Biochemical and pharmacological effects of gamma-vinyl GABA (Vigabatrin, GVG), and irreversible enzyme-activated inhibitor of 4-aminobutyrate: 2-oxoglutarate aminotransferase (EC 2.6.1.19; GABA-T), were measured in mice. This anticonvulsant produced a time- and dose-dependent elevation of the GABA, phenylalanine and lysine contents of cortical tissue and simultaneously decreased glutamate, aspartate and alanine levels. In addition, GVG caused a biphasic change in glutamine concentrations (a decline 1-4 hours after administration, followed 20 hours later by an increase). Moreover, we found a new, as yet unidentified amino acid in the brain eluting with the same retention time as alpha-aminoadipic acid from an HPLC cation-exchange column. The level of this novel chemical entity was greatly increased by GVG 20 hours after injection of the drug. At all tested intervals between 1 and 60 hours after injection, GVG was ineffective against maximal electroshock. The GABA-T inhibitor dose-dependently protected mice against isoniazid-induced seizures, simultaneously causing an increase in brain GABA concentrations. However, this apparent correlation applied only until 4 hours after treatment. To better define the anticonvulsant profile of GVG, groups of mice were treated, 1, 2, 4, and 24 hours prior to challenge with convulsant doses of strychnine, pentetrazole (PTZ), and picrotoxin, and brain amino acid levels, including brain concentrations of GVG, were measured. In all instances, the time dependency of the anticonvulsant effects of GVG and of increases in brain GABA levels differed. Amino acid concentrations in animals treated only with GVG were similar to those in animals given GVG and a chemical convulsant. GVG showed no selectivity for seizures produced by impairment of GABA-ergic neurotransmission. Although GVG is an effective GABA-T inhibitor, it apparently affects several other pyridoxal-phosphate-dependent cerebral enzymes and/or interacts with other neurotransmitter systems as well.

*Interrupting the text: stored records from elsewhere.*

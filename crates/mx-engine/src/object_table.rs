//! Handle-indexed ownership store for graph objects.

use alloc::collections::BTreeSet;
use alloc::sync::Arc;
use alloc::vec::Vec;

use mx_core::Handle;
use parking_lot::Mutex;

use crate::bus::Bus;
use crate::error::{MixerError, ObjectKind};
use crate::processor::ProcessorNode;
use crate::stream::{DataNode, StreamNode};

/// Hands out handles: the lowest released one first, otherwise a new one.
#[derive(Debug, Default)]
pub struct HandleAllocator {
    last: u32,
    free: BTreeSet<u32>,
}

impl HandleAllocator {
    pub fn new() -> Self {
        Self::default()
    }

    /// Allocate a handle. Never returns 0.
    pub fn allocate(&mut self) -> Handle {
        let raw = match self.free.pop_first() {
            Some(raw) => raw,
            None => {
                self.last += 1;
                self.last
            }
        };
        Handle::from_index(raw as usize - 1)
    }

    /// Return a handle for reuse.
    pub fn release(&mut self, handle: Handle) -> Result<(), MixerError> {
        let raw = handle.get();
        if raw > self.last || !self.free.insert(raw) {
            return Err(MixerError::DoubleRelease(handle));
        }
        Ok(())
    }

    /// Number of handles currently handed out.
    pub fn live(&self) -> usize {
        self.last as usize - self.free.len()
    }
}

/// Allocator shared between producers and the render thread.
pub type SharedAllocator = Arc<Mutex<HandleAllocator>>;

/// Any object the mixer owns.
pub enum Object {
    Bus(Bus),
    Data(DataNode),
    Stream(StreamNode),
    Processor(ProcessorNode),
}

impl Object {
    pub fn kind(&self) -> ObjectKind {
        match self {
            Object::Bus(_) => ObjectKind::Bus,
            Object::Data(_) => ObjectKind::Data,
            Object::Stream(_) => ObjectKind::Stream,
            Object::Processor(_) => ObjectKind::Processor,
        }
    }
}

enum Slot {
    Empty,
    Live(Object),
    /// Bus temporarily moved out while it renders.
    Lent,
}

/// Owns every object; handle `h` lives in slot `h - 1`.
pub struct ObjectTable {
    slots: Vec<Slot>,
    allocator: SharedAllocator,
}

impl ObjectTable {
    pub fn new(allocator: SharedAllocator) -> Self {
        Self { slots: Vec::new(), allocator }
    }

    pub fn allocator(&self) -> &SharedAllocator {
        &self.allocator
    }

    /// Allocate a handle from the shared allocator.
    pub fn allocate(&self) -> Handle {
        self.allocator.lock().allocate()
    }

    /// Store `object` at `handle`, which must be empty.
    pub fn insert(&mut self, handle: Handle, object: Object) -> Result<(), MixerError> {
        let index = handle.index();
        if index >= self.slots.len() {
            self.slots.resize_with(index + 1, || Slot::Empty);
        }
        match self.slots[index] {
            Slot::Empty => {
                self.slots[index] = Slot::Live(object);
                Ok(())
            }
            Slot::Live(_) | Slot::Lent => Err(MixerError::Occupied(handle)),
        }
    }

    /// Remove the object at `handle` and return the handle to the allocator.
    pub fn release(&mut self, handle: Handle) -> Result<Object, MixerError> {
        let slot = self
            .slots
            .get_mut(handle.index())
            .ok_or(MixerError::DoubleRelease(handle))?;
        match core::mem::replace(slot, Slot::Empty) {
            Slot::Live(object) => {
                self.allocator.lock().release(handle)?;
                Ok(object)
            }
            Slot::Empty => Err(MixerError::DoubleRelease(handle)),
            Slot::Lent => {
                *slot = Slot::Lent;
                Err(MixerError::Busy(handle))
            }
        }
    }

    pub fn get(&self, handle: Handle) -> Option<&Object> {
        match self.slots.get(handle.index()) {
            Some(Slot::Live(object)) => Some(object),
            _ => None,
        }
    }

    pub fn get_mut(&mut self, handle: Handle) -> Option<&mut Object> {
        match self.slots.get_mut(handle.index()) {
            Some(Slot::Live(object)) => Some(object),
            _ => None,
        }
    }

    pub fn contains(&self, handle: Handle) -> bool {
        self.get(handle).is_some()
    }

    /// Number of live objects.
    pub fn len(&self) -> usize {
        self.slots.iter().filter(|s| matches!(s, Slot::Live(_))).count()
    }

    pub fn is_empty(&self) -> bool {
        self.len() == 0
    }

    fn live(&self, handle: Handle) -> Result<&Object, MixerError> {
        match self.slots.get(handle.index()) {
            Some(Slot::Live(object)) => Ok(object),
            Some(Slot::Lent) => Err(MixerError::Busy(handle)),
            _ => Err(MixerError::MissingObject(handle)),
        }
    }

    fn live_mut(&mut self, handle: Handle) -> Result<&mut Object, MixerError> {
        match self.slots.get_mut(handle.index()) {
            Some(Slot::Live(object)) => Ok(object),
            Some(Slot::Lent) => Err(MixerError::Busy(handle)),
            _ => Err(MixerError::MissingObject(handle)),
        }
    }

    pub fn bus(&self, handle: Handle) -> Result<&Bus, MixerError> {
        match self.live(handle)? {
            Object::Bus(bus) => Ok(bus),
            other => Err(wrong_kind(handle, ObjectKind::Bus, other)),
        }
    }

    pub fn bus_mut(&mut self, handle: Handle) -> Result<&mut Bus, MixerError> {
        match self.live_mut(handle)? {
            Object::Bus(bus) => Ok(bus),
            other => Err(wrong_kind(handle, ObjectKind::Bus, other)),
        }
    }

    pub fn data(&self, handle: Handle) -> Result<&DataNode, MixerError> {
        match self.live(handle)? {
            Object::Data(data) => Ok(data),
            other => Err(wrong_kind(handle, ObjectKind::Data, other)),
        }
    }

    pub fn stream(&self, handle: Handle) -> Result<&StreamNode, MixerError> {
        match self.live(handle)? {
            Object::Stream(stream) => Ok(stream),
            other => Err(wrong_kind(handle, ObjectKind::Stream, other)),
        }
    }

    pub fn stream_mut(&mut self, handle: Handle) -> Result<&mut StreamNode, MixerError> {
        match self.live_mut(handle)? {
            Object::Stream(stream) => Ok(stream),
            other => Err(wrong_kind(handle, ObjectKind::Stream, other)),
        }
    }

    pub fn processor(&self, handle: Handle) -> Result<&ProcessorNode, MixerError> {
        match self.live(handle)? {
            Object::Processor(processor) => Ok(processor),
            other => Err(wrong_kind(handle, ObjectKind::Processor, other)),
        }
    }

    pub fn processor_mut(&mut self, handle: Handle) -> Result<&mut ProcessorNode, MixerError> {
        match self.live_mut(handle)? {
            Object::Processor(processor) => Ok(processor),
            other => Err(wrong_kind(handle, ObjectKind::Processor, other)),
        }
    }

    /// Move a bus out of its slot for rendering, leaving it marked as lent.
    ///
    /// Reaching a lent bus again during the same render means the graph has a
    /// cycle; that surfaces as [`MixerError::Busy`].
    pub(crate) fn lend_bus(&mut self, handle: Handle) -> Result<Bus, MixerError> {
        self.bus(handle)?;
        match core::mem::replace(&mut self.slots[handle.index()], Slot::Lent) {
            Slot::Live(Object::Bus(bus)) => Ok(bus),
            _ => unreachable!("slot checked above"),
        }
    }

    /// Put back a bus taken with [`lend_bus`](Self::lend_bus).
    pub(crate) fn restore_bus(&mut self, handle: Handle, bus: Bus) {
        let slot = &mut self.slots[handle.index()];
        debug_assert!(matches!(slot, Slot::Lent));
        *slot = Slot::Live(Object::Bus(bus));
    }
}

fn wrong_kind(handle: Handle, expected: ObjectKind, actual: &Object) -> MixerError {
    MixerError::WrongKind { handle, expected, actual: actual.kind() }
}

The specific protective effect of diazepam and valproate against isoniazid-induced seizures is not correlated with increased GABA levels.

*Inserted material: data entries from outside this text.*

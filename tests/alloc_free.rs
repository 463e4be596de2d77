//! Allocation-free render path tests.
//!
//! These tests verify that `Mixer::process()` + `Mixer::get_samples()` do
//! not allocate once every scratch buffer has grown to the tick size. Each
//! graph is warmed up for one tick, then rendered for several seconds.
//!
//! Just run `cargo test` — no feature flags needed.

use assert_no_alloc::{assert_no_alloc, AllocDisabler};

#[cfg(debug_assertions)]
#[global_allocator]
static A: AllocDisabler = AllocDisabler;

use mx_engine::{CommandBuffer, EffectKind, Mixer, OscillatorData, PcmData, Waveform};

const FRAMES: u32 = 512;
const RATE: u32 = 44100;

/// Render `ticks` ticks after one warm-up tick, aborting on any heap allocation.
fn assert_render_alloc_free(mut mixer: Mixer, channels: u16, ticks: usize) {
    let mut out = Vec::new();
    mixer.process();
    mixer.get_samples(FRAMES, channels, RATE, &mut out);

    assert_no_alloc(|| {
        for _ in 0..ticks {
            mixer.process();
            mixer.get_samples(FRAMES, channels, RATE, &mut out);
        }
    });
}

/// A master bus with `voices` oscillators at alternating native rates and
/// an optional effect on the master.
fn voice_graph(voices: usize, effect: Option<EffectKind>) -> Mixer {
    let mixer = Mixer::default();
    let producer = mixer.producer();
    let master = producer.allocate();
    let mut buffer = CommandBuffer::named("voices");
    buffer.init_bus(master).set_master_bus(Some(master));

    if let Some(kind) = effect {
        let processor = producer.allocate();
        buffer.init_processor(processor, kind).add_processor(master, processor);
    }

    let waves = [Waveform::Sine, Waveform::Square, Waveform::Sawtooth, Waveform::Triangle];
    for i in 0..voices {
        let data = producer.allocate();
        let stream = producer.allocate();
        let rate = if i % 2 == 0 { 44100 } else { 48000 };
        let osc = OscillatorData::new(110.0 * (i + 1) as f32, waves[i % 4], 0.1, 0.0)
            .with_sample_rate(rate);
        buffer
            .init_data(data, osc)
            .init_stream(stream, data)
            .set_stream_output(stream, Some(master))
            .play_stream(stream, false);
    }
    producer.submit(buffer);
    mixer
}

#[test]
fn oscillators_alloc_free() {
    assert_render_alloc_free(voice_graph(8, None), 2, RATE as usize * 5 / FRAMES as usize);
}

#[test]
fn surround_output_alloc_free() {
    assert_render_alloc_free(voice_graph(4, None), 6, 200);
}

#[test]
fn effects_alloc_free() {
    let effects = [
        EffectKind::Gain { db: -6.0 },
        EffectKind::Delay { seconds: 0.3 },
        EffectKind::Reverb { delay: 0.05, decay: 0.5 },
        EffectKind::PitchScale { ratio: 1.5 },
        EffectKind::LowPass { cutoff: 1000.0 },
        EffectKind::HighPass { cutoff: 200.0 },
    ];
    for effect in effects {
        assert_render_alloc_free(voice_graph(4, Some(effect)), 2, 200);
    }
}

#[test]
fn looping_pcm_through_nested_buses_alloc_free() {
    let mixer = Mixer::default();
    let producer = mixer.producer();
    let master = producer.allocate();
    let group = producer.allocate();
    let data = producer.allocate();
    let stream = producer.allocate();

    // 300 frames loops several times within one tick
    let content: Vec<f32> = (0..600).map(|i| (i as f32 * 0.01).sin()).collect();
    let mut buffer = CommandBuffer::new();
    buffer
        .init_bus(master)
        .init_bus(group)
        .set_bus_output(group, Some(master))
        .set_master_bus(Some(master))
        .init_data(data, PcmData::from_planar(2, 22050, content))
        .init_stream(stream, data)
        .set_stream_output(stream, Some(group))
        .play_stream(stream, true);
    producer.submit(buffer);

    assert_render_alloc_free(mixer, 2, 400);
}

Amino acid concentrations were measured in the cortex, cerebellum and hippocampus of the mouse brain before and during seizures induced by isoniazid (250 mg/kg i.p.), an inhibitor of L-glutamate-1-decarboxylase (EC 4.1.1.15: GAD). Valproate sodium and diazepam dose-dependently delay the onset of convulsive fits caused by isoniazid. However, neither diazepam nor valproate prevented the decrease in GABA concentrations produced by isoniazid alone. Also, these antiepileptic drugs did not modify the rate of GABA depletion elicited by isoniazid. These results, observed in four different brain structures, strengthen those first obtained with beta-vinyllactic acid, another inhibitor of GAD.